*Activity*:
Show every line in the records below that contains the word "Deserialize".
[[ Source records open ]]
//! Signing request handler

use axum::{extract::State, Json};
use serde::Deserialize;
use serde_json::Value;
use std::sync::Arc;
use tracing::{info, warn};

use dtoken_bridge::{session_id_of, SignatureRequest};
use dtoken_core::DigestInput;

use super::AppState;
use crate::api::error::ApiError;
use crate::storage::SessionRecord;

/// Request to sign one digest or a batch of digests
///
/// Every field is forwarded to the remote service as given.
#[derive(Debug, Default, Deserialize)]
#[serde(rename_all = "camelCase")]
pub struct SignRequest {
    pub requester_bic: Option<String>,
    pub requester_service: Option<String>,
    pub user_id: Option<String>,
    pub digest: Option<DigestInput>,
    pub digest_alg: Option<String>,
    pub user_preferred_method: Option<String>,
    pub required_security_level: Option<String>,
    pub message: Option<String>,
}

impl From<SignRequest> for SignatureRequest {
    fn from(request: SignRequest) -> Self {
        SignatureRequest {
            requester_bic: request.requester_bic,
            requester_service: request.requester_service,
            user_id: request.user_id,
            digest: request.digest,
            digest_algorithm: request.digest_alg,
            user_preferred_method: request.user_preferred_method,
            required_security_level: request.required_security_level,
            message: request.message,
        }
    }
}

/// Start a signing request
///
/// POST /api/sign
///
/// The message is kept for later verification only when it hashes to the
/// single supplied digest. Otherwise the digest is opaque to us and the
/// returned signature cannot be checked.
pub async fn sign(
    State(state): State<Arc<AppState>>,
    Json(request): Json<SignRequest>,
) -> Result<Json<Value>, ApiError> {
    let record = SessionRecord::signature(request.digest.clone(), request.message.as_deref());
    info!(
        user_id = ?request.user_id,
        digests = request.digest.as_ref().map(|d| d.len()).unwrap_or(0),
        verifiable = record.provenance_data.is_some(),
        "Signature requested"
    );
    if record.provenance_data.is_none() {
        info!("Message does not hash to the supplied digest, signature will not be verifiable");
    }

    let body = SignatureRequest::from(request);
    let client = state.client.clone();
    let data = state
        .client
        .with_token(|token| async move { client.sign(&token, &body).await })
        .await?;

    match session_id_of(&data) {
        Some(session_id) => state.store.record(session_id, record).await?,
        None => warn!("Signature response carried no session id"),
    }

    Ok(Json(data))
}

#[cfg(test)]
mod tests {
    use super::*;
    use serde_json::json;

    #[test]
    fn test_sign_request_maps_field_names() {
        let request: SignRequest = serde_json::from_value(json!({
            "requesterBic": "TESTBIC8",
            "requesterService": "Bank App Demo",
            "userId": "user1",
            "digest": "abc=",
            "digestAlg": "SHA-256",
            "userPreferredMethod": "PUSH",
            "requiredSecurityLevel": "STRONG",
            "message": "hello"
        }))
        .unwrap();

        let outbound = serde_json::to_value(SignatureRequest::from(request)).unwrap();
        assert_eq!(
            outbound,
            json!({
                "requester_bic": "TESTBIC8",
                "requester_service": "Bank App Demo",
                "user_id": "user1",
                "digest": "abc=",
                "digest_algorithm": "SHA-256",
                "user_preferred_method": "PUSH",
                "required_security_level": "STRONG",
                "message": "hello"
            })
        );
    }

    #[test]
    fn test_sign_request_accepts_digest_batch() {
        let request: SignRequest =
            serde_json::from_value(json!({"userId": "user1", "digest": ["a=", "b="]})).unwrap();
        assert_eq!(request.digest.map(|d| d.len()), Some(2));
    }
}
[[ Source records closed ]]
*Written response*:
use serde::Deserialize;
#[derive(Debug, Default, Deserialize)]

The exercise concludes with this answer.